Transformative power

Lal says the project made her “personally very proud” of working for Vodafone. “Getting big corporate initiatives off the ground can sometimes be time-consuming and full of obstacles, as different teams have different priorities and timelines. But there was so much support for this project – from the developers right up to board level. It really felt like the entire company came together to get behind this.

“We are very hopeful that this project will unearth some interesting findings soon. Its transformative ability to tap into the processing power of the crowd has already achieved some success with cancer treatment research, including identifying the potential for some anti-diabetic drugs to be retargeted.”

While it’s fair to say that the Corona-AI project has been a focus for Lal, she has also been making sure that key Vodafone Foundation initiatives continue to operate effectively amid the pandemic. These include helping people affected by domestic violence, giving young refugees in Africa access to education through the Instant Network Schools programme in collaboration with UNHCR, and reducing maternal mortality rates in Africa (M-Mama).

“For many years, Vodafone Foundation has used technology to connect people suffering from domestic abuse with information and help,” Lal says. “Our Bright Sky app enables people who may be experiencing domestic abuse to find support near them and log photos and voice notes and write a journal as evidence, none of which will be stored in the phone itself. The app is disguised, thus protecting the victim from his/her perpetrator.

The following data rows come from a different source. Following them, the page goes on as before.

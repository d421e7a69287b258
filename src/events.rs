//! # Router Events
//!
//! A bounded broadcast channel carrying typed [`RouterEvent`]s out of the
//! router and the message bus. Observability and alerting collaborators
//! subscribe and drain at their own pace.
//!
//! ## Guarantees
//! - Publishing never blocks and never fails the caller; with no subscribers
//!   the event is counted and discarded
//! - Slow subscribers lag (oldest events are overwritten) rather than exerting
//!   backpressure on the request path
//! - Events serialize as `{"type": "<snake_case kind>", ...fields}`

use std::sync::{
    atomic::{AtomicU64, Ordering},
    Arc,
};

use serde::{Deserialize, Serialize};
use tokio::sync::broadcast;
use tracing::trace;

use crate::routing::Capability;

/// Budget accounting period.
#[derive(Debug, Clone, Copy, PartialEq, Eq, Hash, Serialize, Deserialize)]
#[serde(rename_all = "snake_case")]
pub enum BudgetPeriod {
    /// One UTC calendar day.
    Daily,
    /// One UTC calendar month.
    Monthly,
}

/// Everything the router and bus report to the outside world.
#[derive(Debug, Clone, PartialEq, Serialize, Deserialize)]
#[serde(tag = "type", rename_all = "snake_case")]
pub enum RouterEvent {
    /// A server crossed the consecutive-failure threshold.
    ServerUnhealthy {
        /// Affected server.
        server_id: String,
        /// Failures in a row at the time of the transition.
        consecutive_failures: u32,
    },
    /// An unhealthy server passed a health check.
    ServerRecovered {
        /// Affected server.
        server_id: String,
    },
    /// A request ran out of attempts or hit its deadline.
    RequestFailed {
        /// Request identifier.
        request_id: String,
        /// Requested capability.
        capability: Capability,
        /// Attempts made.
        attempts: u32,
        /// Rendered final error.
        error: String,
    },
    /// A request produced a result.
    RequestCompleted {
        /// Request identifier.
        request_id: String,
        /// Requested capability.
        capability: Capability,
        /// Server that produced the result; `None` for cache hits.
        server_id: Option<String>,
        /// Attempts made (0 for cache hits).
        attempts: u32,
        /// Wall-clock latency of the whole request.
        latency_ms: f64,
    },
    /// A request was answered from the cache.
    CacheHit {
        /// Requested capability.
        capability: Capability,
        /// Cache key that hit.
        key: String,
    },
    /// Daily spend crossed the warning ratio.
    BudgetWarning {
        /// Affected server.
        server_id: String,
        /// Spend in the current day.
        spent: f64,
        /// Configured daily limit.
        limit: f64,
    },
    /// Spend went past a configured limit.
    BudgetExceeded {
        /// Affected server.
        server_id: String,
        /// Which limit was exceeded.
        period: BudgetPeriod,
        /// Spend in the period.
        spent: f64,
        /// Configured limit.
        limit: f64,
    },
    /// A message reached a recipient.
    MessageDelivered {
        /// Message identifier.
        message_id: String,
        /// Recipient that accepted it.
        recipient: String,
    },
    /// A delivery attempt failed.
    MessageError {
        /// Message identifier.
        message_id: String,
        /// Recipient the attempt targeted.
        recipient: String,
        /// Rendered handler error.
        error: String,
    },
    /// A message was moved to the dead-letter queue.
    MessageDeadLettered {
        /// Message identifier.
        message_id: String,
        /// Why it was dead-lettered.
        reason: String,
    },
}

impl RouterEvent {
    /// The snake_case event kind, matching the serialized `type` tag.
    pub fn kind(&self) -> &'static str {
        match self {
            Self::ServerUnhealthy { .. } => "server_unhealthy",
            Self::ServerRecovered { .. } => "server_recovered",
            Self::RequestFailed { .. } => "request_failed",
            Self::RequestCompleted { .. } => "request_completed",
            Self::CacheHit { .. } => "cache_hit",
            Self::BudgetWarning { .. } => "budget_warning",
            Self::BudgetExceeded { .. } => "budget_exceeded",
            Self::MessageDelivered { .. } => "message_delivered",
            Self::MessageError { .. } => "message_error",
            Self::MessageDeadLettered { .. } => "message_dead_lettered",
        }
    }
}

struct EventBusInner {
    tx: broadcast::Sender<RouterEvent>,
    published: AtomicU64,
    unobserved: AtomicU64,
}

/// Cloneable handle onto the event channel. All clones share one channel.
#[derive(Clone)]
pub struct EventBus {
    inner: Arc<EventBusInner>,
}

impl std::fmt::Debug for EventBus {
    fn fmt(&self, f: &mut std::fmt::Formatter<'_>) -> std::fmt::Result {
        f.debug_struct("EventBus")
            .field("published", &self.published())
            .field("subscribers", &self.subscriber_count())
            .finish()
    }
}

impl EventBus {
    /// Create a bus that buffers up to `capacity` events per subscriber.
    ///
    /// A zero capacity is raised to 1.
    pub fn new(capacity: usize) -> Self {
        let (tx, _) = broadcast::channel(capacity.max(1));
        Self {
            inner: Arc::new(EventBusInner {
                tx,
                published: AtomicU64::new(0),
                unobserved: AtomicU64::new(0),
            }),
        }
    }

    /// Publish an event. Never blocks.
    pub fn publish(&self, event: RouterEvent) {
        self.inner.published.fetch_add(1, Ordering::Relaxed);
        trace!(kind = event.kind(), "router event");
        if self.inner.tx.send(event).is_err() {
            // No receivers: not an error.
            self.inner.unobserved.fetch_add(1, Ordering::Relaxed);
        }
    }

    /// Subscribe to all events published from now on.
    pub fn subscribe(&self) -> broadcast::Receiver<RouterEvent> {
        self.inner.tx.subscribe()
    }

    /// Total events published.
    pub fn published(&self) -> u64 {
        self.inner.published.load(Ordering::Relaxed)
    }

    /// Events published while nobody was subscribed.
    pub fn unobserved(&self) -> u64 {
        self.inner.unobserved.load(Ordering::Relaxed)
    }

    /// Current number of live subscribers.
    pub fn subscriber_count(&self) -> usize {
        self.inner.tx.receiver_count()
    }
}

impl Default for EventBus {
    fn default() -> Self {
        Self::new(1024)
    }
}

/// Drain every event currently buffered for `rx` without waiting.
///
/// Lagged notifications are skipped.
pub fn drain(rx: &mut broadcast::Receiver<RouterEvent>) -> Vec<RouterEvent> {
    let mut out = Vec::new();
    loop {
        match rx.try_recv() {
            Ok(event) => out.push(event),
            Err(broadcast::error::TryRecvError::Lagged(_)) => continue,
            Err(_) => break,
        }
    }
    out
}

“Sadly, it has seen a more-than-40% increase in weekly downloads in the UK since the lockdown began. It is currently live in UK, Romania, the Czech Republic and the Republic of Ireland and we are working on launching it in other countries, too. We work with a government authority, like the police, as well as local NGO partners, taking into account social sensitivities and cultural nuances. The rise in domestic violence is a tragic side-effect of Covid-19 isolation.”

When Lal first joined Vodafone after graduating from LBS, it was to work on group-wide strategic initiatives and then to design and drive the digital transformation programme across the company.

“I knew then that digital was the future. You could see that by the way that communications were going, payments, buying behaviours, the way we were living our lives – it was heading online. But now that we have been forcibly pushed into an all-virtual environment,

it will be interesting to see how we find a balance between the convenience of technology and the fundamental need for human interaction.

“Vodafone’s position has always been to use technology for good, to improve people’s lives. That is what attracted me to Vodafone in the first place. That, and the diversity of the people in the company, which operates across geographies. It is similar to the diversity in the student community at LBS, which taught me so much about how to see things from other perspectives and the power of working with people from different career and cultural backgrounds.

“Working with people in a team with very different skillsets, it is incredible what can be achieved.”